> _Task brief_
Leaving out every line that comes before the one containing "assert_eq!(src(&page, a), None);", output the rest of the records exactly, the final line included.

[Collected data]
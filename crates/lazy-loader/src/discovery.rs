//! Discovery of marked elements

use crate::{ElementHost, MARKER_CLASS};
use lazy_dom::{CompoundSelector, NodeId};

/// Finds elements carrying the marker class
#[derive(Debug, Clone)]
pub struct Discovery {
    selectors: Vec<CompoundSelector>,
}

impl Discovery {
    pub fn new(marker_class: &str) -> Self {
        Self {
            selectors: vec![CompoundSelector::class(marker_class)],
        }
    }

    /// Snapshot of marked elements in the subtree at `root`, `root` itself
    /// included, in document order. Read-only.
    pub fn find_marked<H: ElementHost + ?Sized>(&self, host: &H, root: NodeId) -> Vec<NodeId> {
        host.query_all(root, &self.selectors, true)
    }
}

impl Default for Discovery {
    fn default() -> Self {
        Self::new(MARKER_CLASS)
    }
}
#[test]
fn test_disconnect_stops_all_watching() {
    let html = r#"
        <img id="a" class="lazy-load" data-src="a.png">
        <img id="b" class="lazy-load" data-src="b.png">
    "#;
    let mut page = Page::from_html(html).unwrap();
    let (a, b) = (by_id(&page, "a"), by_id(&page, "b"));
    let mut loader = VisibilityLoader::new(&mut page, LoaderOptions::default()).unwrap();
    page.finish_parsing();
    page.run(&mut loader).unwrap();
    assert_eq!(loader.watched(), 2);

    loader.disconnect(&mut page);
    assert_eq!(loader.watched(), 0);
    assert!(page.intersection_targets(loader.visibility_observer().unwrap()).is_empty());

    page.set_rect(a, rect_at(0.0));
    page.set_rect(b, rect_at(100.0));
    page.run(&mut loader).unwrap();
    assert_eq!(src(&page, a), None);
    assert_eq!(src(&page, b), None);
}

#[test]
fn test_batches_from_unknown_observers_are_ignored() {
    let mut page = Page::from_html(r#"<img id="a" class="lazy-load" data-src="a.png">"#).unwrap();
    let a = by_id(&page, "a");
    let mut loader = VisibilityLoader::new(&mut page, LoaderOptions::default()).unwrap();
    page.finish_parsing();
    page.run(&mut loader).unwrap();

    let stranger = ObserverId::from_raw(u64::MAX);
    let entry = IntersectionObserverEntry::with_ratio(a, 1.0);
    assert_eq!(loader.on_intersection(&mut page, stranger, &[entry]), 0);
    assert!(loader.is_watching(a));
}

// ============================================================================
// DISCOVERY
// ============================================================================

#[test]
fn test_discovery_is_idempotent_and_tracks_markers() {
    let html = r#"
        <img id="a" class="lazy-load" data-src="a.png">
        <img id="b" class="lazy-load hero" data-src="b.png">
        <img id="c" class="hero">
    "#;
    let mut page = Page::from_html(html).unwrap();
    let (a, b) = (by_id(&page, "a"), by_id(&page, "b"));
    let loader = VisibilityLoader::new(&mut page, LoaderOptions::default()).unwrap();
    let discovery = loader.discovery();

    let first = discovery.find_marked(&page, NodeId::ROOT);
    let second = discovery.find_marked(&page, NodeId::ROOT);
    assert_eq!(first, vec![a, b]);
    assert_eq!(first, second);

    load_deferred_source(&mut page, a);
    assert_eq!(discovery.find_marked(&page, NodeId::ROOT), vec![b]);
    assert_eq!(discovery.find_marked(&page, b), vec![b], "scan root itself is matched");
}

> _Reply_
    assert_eq!(src(&page, a), None);
    assert_eq!(src(&page, b), None);
}

#[test]
fn test_batches_from_unknown_observers_are_ignored() {
    let mut page = Page::from_html(r#"<img id="a" class="lazy-load" data-src="a.png">"#).unwrap();
    let a = by_id(&page, "a");
    let mut loader = VisibilityLoader::new(&mut page, LoaderOptions::default()).unwrap();
    page.finish_parsing();
    page.run(&mut loader).unwrap();

    let stranger = ObserverId::from_raw(u64::MAX);
    let entry = IntersectionObserverEntry::with_ratio(a, 1.0);
    assert_eq!(loader.on_intersection(&mut page, stranger, &[entry]), 0);
    assert!(loader.is_watching(a));
}

// ============================================================================
// DISCOVERY
// ============================================================================

#[test]
fn test_discovery_is_idempotent_and_tracks_markers() {
    let html = r#"
        <img id="a" class="lazy-load" data-src="a.png">
        <img id="b" class="lazy-load hero" data-src="b.png">
        <img id="c" class="hero">
    "#;
    let mut page = Page::from_html(html).unwrap();
    let (a, b) = (by_id(&page, "a"), by_id(&page, "b"));
    let loader = VisibilityLoader::new(&mut page, LoaderOptions::default()).unwrap();
    let discovery = loader.discovery();

    let first = discovery.find_marked(&page, NodeId::ROOT);
    let second = discovery.find_marked(&page, NodeId::ROOT);
    assert_eq!(first, vec![a, b]);
    assert_eq!(first, second);

    load_deferred_source(&mut page, a);
    assert_eq!(discovery.find_marked(&page, NodeId::ROOT), vec![b]);
    assert_eq!(discovery.find_marked(&page, b), vec![b], "scan root itself is matched");
}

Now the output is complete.